Published in Nature Materials, the work represents a significant advance in fundamental materials science with potentially wide-ranging engineering implications, from higher-energy lithium-ion batteries to future developments in magnetics and superconductivity.
BREAKING THE IRON CEILING
At the heart of the breakthrough is a long-standing question in redox chemistry: how many electrons can iron reliably donate and accept without destabilising its crystal structure? In most natural and engineered systems, iron cycles between oxidation states involving two or three electrons. In his 2018 doctoral thesis, Stanford alumnus William Gent proposed that, under the right structural conditions, iron might be pushed to a much higher oxidation state, enabling significantly greater energy storage.

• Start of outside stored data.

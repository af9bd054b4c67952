// cardcheck-analysis/src/lib.rs
#![no_std]

#[cfg(feature = "std")]
extern crate std;

pub mod entropy;
pub mod luhn;
pub mod repetition;

/// Common type definitions
pub type EntropyScore = f64;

Gent’s early work suggested a pathway but stopped short of a practical demonstration. That challenge was taken up several years later by Stanford PhD students Hari Ramachandran, Edward Mu and Eder Lomeli, who led a large interdisciplinary collaboration involving 23 researchers across universities and national laboratories in the US, Japan and South Korea.
Their target was a lithium-ion battery cathode material composed of lithium, iron, antimony and oxygen, referred to as LFSO. The goal was to stabilise iron in an unusually high-energy redox state without triggering the side reactions that typically limit performance, such as oxygen loss or irreversible structural collapse.
ENGINEERING STABILITY AT THE NANOSCALE
Early attempts to realise Gent’s concept ran into a familiar problem for battery engineers: structural degradation during cycling. When lithium ions were extracted during charging, the cathode lattice distorted and collapsed, rendering the material unusable.
The solution turned out to be one of scale. By reducing the cathode particles to the nanoscale – around 300 to 400 nanometres in diameter, roughly 40 times smaller than previous iterations – the researchers were able to fundamentally change how the material responded to lithium extraction.
“Making the particles that small was a significant challenge,” Ramachandran explains, but the team ultimately succeeded by growing the crystals from a carefully controlled liquid solution. Electrochemical testing suggested that the new material could indeed reversibly exchange five electrons per iron atom while maintaining structural integrity.
To confirm the underlying mechanism, the team combined advanced spectroscopy with computational modelling. Detailed X-ray and neutron studies carried out at Lawrence Berkeley, Oak Ridge and Argonne national laboratories revealed that the additional redox capacity was not attributable to iron alone. Instead, oxygen atoms within the crystal lattice also participated in the charge compensation process, enabled by the specific geometric arrangement of the material.
“The atoms in this very nicely arranged material behave like a single entity,” says Lomeli. This cooperative behaviour allows the system to reach a higher overall energy state than iron could achieve independently.
WHY VOLTAGE MATTERS
While LFP cathodes have become dominant – accounting for around 40% of lithium-ion batteries produced today – their lower voltage limits energy density at the pack level.
“A high-voltage, iron-based cathode could avoid the trade-off between higher voltage and higher-cost metals that previously dominated cathode materials,” Mu notes. In principle, this would enable higher energy density without reverting to cobalt- or nickel-rich chemistries that carry cost, ethical and supply-chain risks.
Around 70% of global cobalt supply originates from the Democratic Republic of the Congo, where mining has been linked to environmental damage and unsafe labour practices. Nickel supply chains also face volatility as demand rises from both battery and stainless steel markets. Iron, by contrast, is plentiful, inexpensive and globally distributed.
DISCOVERY TO DEPLOYMENT
Despite their promise, significant engineering work remains before LFSO-type materials could reach commercial use. While effective in stabilising the crystal structure, antimony is expensive and subject to its own supply constraints. The research team is now actively investigating alternative elements that could play a similar structural role without introducing new vulnerabilities.
Other practical considerations include particle morphology, manufacturability at scale, long-term cycling stability and compatibility with existing electrolyte systems. These are familiar hurdles for battery developers, but the underlying demonstration that iron can be pushed beyond a three-electron redox limit in a stable, reversible way represents a genuine step change.
“Scientists have rarely reported high-voltage iron-based materials,” says project lead William Chueh. “Our detailed electronic structure exploration provides conclusive evidence of oxidation beyond three electrons.”